Таня вышла на балкон. Капель все еще стучала по какой-то облезлой железяке, неизвестно как туда попавшей. Парочка дворовых собак – черный кобель и его грязно-серая подружка – с деловым видом бегали по двору, принюхиваясь к углам. Таня вспомнила, как однажды на узкой парижской улочке, где стеной вдоль проезжей части стояли припаркованные автомобили, они с Янушкой наблюдали, как из подъезда вырвалась на улицу маленькая собачка. Ей совершенно негде было побегать среди сплошного асфальта, и поэтому, увидев зеленый мохнатый коврик на пороге маленького магазина, она устремилась к нему. Окропив мимоходом попавшийся на дороге ящик для мусора, собачка с визгом повалилась на коврик на спину и стала валяться на нем, задрав кверху все четыре лапы.
«Интересно, как бы себя почувствовала парижская собачонка в этом дворе? – подумала Таня. – Наверное, как я на Вандомской площади. Какой простор! Сколько мусорных баков! – Она усмехнулась, отошла от окна и села в одно из кожаных кресел. – Однако что же означает эта квартира? Изнаночная сторона жизни магната? Проверка меня на всхожесть?» Таня задумалась. Дом родителей по сравнению с этой конурой показался ей оплотом чистоты и уюта.
«Во всяком случае, будет неестественно, если я все оставлю как есть и не спрошу у Филиппа, что означает такое запущенное жилище. Надо выяснить, долго ли он собирается в нем жить. А пока, – вздохнула Татьяна, – я должна купить продукты, постельное белье и... – она задумалась, чем бы украсить новое жилище... – куплю букетик цветов».
Когда через несколько дней Таня попала к Маше в отделение, она поняла, что старая квартира была чем-то вроде проходного теста. Как и то, что Филипп оказался нетребователен к еде и чистоте, но совершенно не переносил никаких перестановок. И Танина просьба выбросить старый «Саратов» оказалась для него трудновыполнимой. «Что же он хочет, чтобы я всю жизнь просидела среди этого старья?»

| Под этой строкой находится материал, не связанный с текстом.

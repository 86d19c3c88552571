//! EmailJS REST API provider.
//!
//! The provider-side template does the rendering; we forward the rendered
//! HTML as `message` plus the individual display fields.

use super::{EmailProvider, OutgoingEmail, SentEmail};
use crate::config::EmailJsConfig;
use crate::error::{TransportError, TransportErrorKind, io_error_kind, is_connection_reset};
use async_trait::async_trait;
use reqwest::{Client, StatusCode};
use serde::Serialize;
use serde_json::json;
use std::time::Duration;
use tracing::{debug, error, info};

/// Public EmailJS send endpoint.
pub const EMAILJS_SEND_URL: &str = "https://api.emailjs.com/api/v1.0/email/send";

/// Per-request ceiling, short enough that a retry still fits in the
/// delivery deadline.
const HTTP_TIMEOUT: Duration = Duration::from_secs(15);

#[derive(Debug, Serialize)]
struct SendRequest<'a> {
    service_id: &'a str,
    template_id: &'a str,
    user_id: &'a str,
    #[serde(rename = "accessToken")]
    access_token: &'a str,
    template_params: TemplateParams<'a>,
}

#[derive(Debug, Serialize)]
struct TemplateParams<'a> {
    to_email: &'a str,
    to_name: &'a str,
    subject: &'a str,
    message: &'a str,
    order_id: &'a str,
    total_amount: &'a str,
    raw_amount: f64,
    transaction_id: &'a str,
    payment_date: &'a str,
    payment_method: &'a str,
    order_status: &'a str,
}

/// EmailJS HTTP API provider.
pub struct EmailJsProvider {
    client: Client,
    config: EmailJsConfig,
}

impl EmailJsProvider {
    pub fn new(config: EmailJsConfig) -> Result<Self, TransportError> {
        Self::with_timeout(config, HTTP_TIMEOUT)
    }

    /// Provider whose HTTP requests give up after `timeout`.
    pub fn with_timeout(config: EmailJsConfig, timeout: Duration) -> Result<Self, TransportError> {
        let client = Client::builder()
            .timeout(timeout)
            .build()
            .map_err(|e| TransportError::configuration(format!("Failed to build HTTP client: {}", e)))?;

        info!(
            api_url = %config.api_url,
            configured = config.is_configured(),
            timeout_ms = timeout.as_millis() as u64,
            "EmailJS transport initialized"
        );

        Ok(Self { client, config })
    }
}

/// Map a non-2xx EmailJS answer to a transport error.
fn classify_status(status: StatusCode, body: &str) -> TransportError {
    let body = body.trim();
    let (kind, message) = match status {
        StatusCode::BAD_REQUEST => (
            TransportErrorKind::Configuration,
            format!("EmailJS configuration error: {}", body),
        ),
        StatusCode::UNAUTHORIZED | StatusCode::FORBIDDEN => (
            TransportErrorKind::Authentication,
            "EmailJS authentication failed. Check EMAILJS_PUBLIC_KEY and EMAILJS_PRIVATE_KEY"
                .to_string(),
        ),
        StatusCode::NOT_FOUND => (
            TransportErrorKind::UnknownResource,
            "EmailJS service or template not found. Check EMAILJS_SERVICE_ID and EMAILJS_TEMPLATE_ID"
                .to_string(),
        ),
        _ => (
            TransportErrorKind::Rejected,
            format!("EmailJS API error ({}): {}", status.as_u16(), body),
        ),
    };
    TransportError::new(kind, message)
}

fn classify_request_error(err: &reqwest::Error) -> TransportError {
    let kind = if err.is_timeout() {
        TransportErrorKind::Timeout
    } else if io_error_kind(err).is_some_and(is_connection_reset) {
        TransportErrorKind::ConnectionReset
    } else {
        TransportErrorKind::Internal
    };
    TransportError::new(kind, format!("EmailJS request failed: {}", err))
}

#[async_trait]
impl EmailProvider for EmailJsProvider {
    async fn send(&self, email: &OutgoingEmail) -> Result<SentEmail, TransportError> {
        let (Some(service_id), Some(template_id), Some(public_key), Some(private_key)) = (
            self.config.service_id.as_deref(),
            self.config.template_id.as_deref(),
            self.config.public_key.as_deref(),
            self.config.private_key.as_deref(),
        ) else {
            return Err(TransportError::configuration(
                "EmailJS is not configured (EMAILJS_SERVICE_ID, EMAILJS_TEMPLATE_ID, EMAILJS_PUBLIC_KEY, EMAILJS_PRIVATE_KEY)",
            ));
        };

        let fields = &email.rendered.fields;
        let request = SendRequest {
            service_id,
            template_id,
            user_id: public_key,
            access_token: private_key,
            template_params: TemplateParams {
                to_email: &email.to_email,
                to_name: &email.to_name,
                subject: &email.rendered.subject,
                message: &email.rendered.html,
                order_id: &fields.order_id,
                total_amount: &fields.total_amount,
                raw_amount: fields.raw_amount,
                transaction_id: &fields.transaction_id,
                payment_date: &fields.payment_date,
                payment_method: fields.payment_method,
                order_status: fields.order_status,
            },
        };

        debug!(to = %email.to_email, order_id = %fields.order_id, "Sending email via EmailJS");

        let response = self
            .client
            .post(&self.config.api_url)
            .json(&request)
            .send()
            .await
            .map_err(|e| {
                let err = classify_request_error(&e);
                error!(to = %email.to_email, kind = %err.kind, error = %e, "EmailJS request failed");
                err
            })?;

        let status = response.status();
        let body = response
            .text()
            .await
            .map_err(|e| classify_request_error(&e))?;

        if status.is_success() {
            info!(to = %email.to_email, response = %body, "Email sent successfully via EmailJS");
            Ok(SentEmail::new(body))
        } else {
            let err = classify_status(status, &body);
            error!(
                to = %email.to_email,
                status = status.as_u16(),
                kind = %err.kind,
                body = %body,
                "EmailJS API error"
            );
            Err(err)
        }
    }

    fn name(&self) -> &'static str {
        "emailjs"
    }

    fn health(&self) -> serde_json::Value {
        json!({
            "configured": self.config.is_configured(),
            "serviceId": self.config.service_id,
            "templateId": self.config.template_id,
        })
    }
}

И в тот вечер, когда возвращалась с Азарцевым из больницы, Таня вернулась домой к маме с папой.
– Что, уже надоел старый любовник? – поинтересовался у жены Танин отец, узнав, что дочка собирается ночевать дома.
– Вася, я тебя прошу, ничего ей не говори, не мешай, она сама с собой разберется. – Танина мама опять накрывала на стол. – Пришла дочка к ужину – замечательно. Какая тебе разница, откуда она пришла?
– Воля у нее есть, умом бог тоже не обидел, что она болтается-то, как г... в проруби? Никак место в жизни себе не найдет.
– Насильно ты ее все равно не заставишь делать то, что она не хочет. Поживет с этим человеком, разберется сама, нужно ей это или нет.
– Так он, как я понял, не собирается на ней жениться?
– Как будто это главное, милый мой. Да если бы ты тоже не хотел на мне жениться, но сказал, поедем со мной в Москву
– Неужели бы поехала? – недоверчиво спросил Василий Николаевич. – А я-то, дурак, сразу жениться тебе предложил. Если б я знал, может, до сих пор бы холостяком ходил...
– Что, теперь жалеешь? – насмешливо спросила Танина мать, ставя на стол тарелку.
– Нет, не жалею. – Он взял руку жены и поцеловал. – Жалею, что очень быстро проходит жизнь.